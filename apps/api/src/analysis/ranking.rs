//! Local alternative-job ranking by tag overlap with matched skills.

use serde::{Deserialize, Serialize};

use crate::models::{Job, JobStatus};

pub const MAX_SUGGESTIONS: usize = 5;

#[derive(Debug, Clone, PartialEq, Serialize, Deserialize)]
#[serde(rename_all = "camelCase")]
pub struct SuggestedJob {
    pub job_id: String,
    pub role: String,
    pub company_name: String,
    pub location: String,
    pub match_score: usize,
}

/// Number of `tags` containing (case-insensitively) at least one token.
/// A tag counts once however many tokens it contains.
fn match_count(tags: &[String], tokens: &[String]) -> usize {
    tags.iter()
        .filter(|tag| {
            let tag = tag.to_lowercase();
            tokens.iter().any(|token| tag.contains(token.as_str()))
        })
        .count()
}

/// Ranks active jobs other than `exclude_id` by tag overlap with
/// `matched_skills`, highest first. Equal scores keep pool order.
pub fn rank_alternatives(
    matched_skills: &[String],
    exclude_id: &str,
    pool: &[Job],
) -> Vec<SuggestedJob> {
    let tokens: Vec<String> = matched_skills
        .iter()
        .map(|s| s.trim().to_lowercase())
        .filter(|s| !s.is_empty())
        .collect();

    let mut ranked: Vec<SuggestedJob> = pool
        .iter()
        .filter(|job| job.status == JobStatus::Active && job.job_id != exclude_id)
        .map(|job| SuggestedJob {
            job_id: job.job_id.clone(),
            role: job.role.clone(),
            company_name: job.company_name.clone(),
            location: job.location.clone(),
            match_score: match_count(&job.tags, &tokens),
        })
        .collect();

    // `sort_by` is stable, which preserves pool order among ties.
    ranked.sort_by(|a, b| b.match_score.cmp(&a.match_score));
    ranked.truncate(MAX_SUGGESTIONS);
    ranked
}
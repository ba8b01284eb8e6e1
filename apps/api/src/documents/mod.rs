//! CV retrieval from object storage and plain-text extraction.

use async_trait::async_trait;
use aws_sdk_s3::error::DisplayErrorContext;
use aws_sdk_s3::Client as S3Client;
use bytes::Bytes;
use tracing::debug;

use crate::errors::AppError;

/// Read-only access to uploaded documents by object key.
#[async_trait]
pub trait DocumentSource: Send + Sync {
    async fn fetch_text(&self, key: &str) -> Result<String, AppError>;
}

#[derive(Clone)]
pub struct S3DocumentSource {
    client: S3Client,
    bucket: String,
}

impl S3DocumentSource {
    pub fn new(client: S3Client, bucket: String) -> Self {
        Self { client, bucket }
    }
}

#[async_trait]
impl DocumentSource for S3DocumentSource {
    async fn fetch_text(&self, key: &str) -> Result<String, AppError> {
        let object = self
            .client
            .get_object()
            .bucket(&self.bucket)
            .key(key)
            .send()
            .await
            .map_err(|e| {
                AppError::DocumentUnavailable(format!(
                    "s3://{}/{key}: {}",
                    self.bucket,
                    DisplayErrorContext(&e)
                ))
            })?;

        let body: Bytes = object
            .body
            .collect()
            .await
            .map_err(|e| AppError::DocumentUnavailable(format!("reading {key}: {e}")))?
            .into_bytes();

        debug!("Fetched document {key} ({} bytes)", body.len());
        off_runtime(move || extract_text(&body)).await
    }
}

/// Runs CPU-bound extraction on the blocking pool. A panic inside `work`
/// surfaces as `DocumentUnavailable` instead of aborting the request.
async fn off_runtime<F>(work: F) -> Result<String, AppError>
where
    F: FnOnce() -> Result<String, AppError> + Send + 'static,
{
    tokio::task::spawn_blocking(work)
        .await
        .map_err(|e| AppError::DocumentUnavailable(format!("text extraction aborted: {e}")))?
}

/// PDFs go through `pdf-extract`; anything else is read as (lossy) UTF-8.
pub fn extract_text(bytes: &[u8]) -> Result<String, AppError> {
    if bytes.starts_with(b"%PDF") {
        pdf_extract::extract_text_from_mem(bytes)
            .map_err(|e| AppError::DocumentUnavailable(format!("unreadable PDF: {e}")))
    } else {
        Ok(String::from_utf8_lossy(bytes).into_owned())
    }
}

........

Show every line above where "tokens" is found.

/// A tag counts once however many tokens it contains.
fn match_count(tags: &[String], tokens: &[String]) -> usize {
            tokens.iter().any(|token| tag.contains(token.as_str()))
    let tokens: Vec<String> = matched_skills
            match_score: match_count(&job.tags, &tokens),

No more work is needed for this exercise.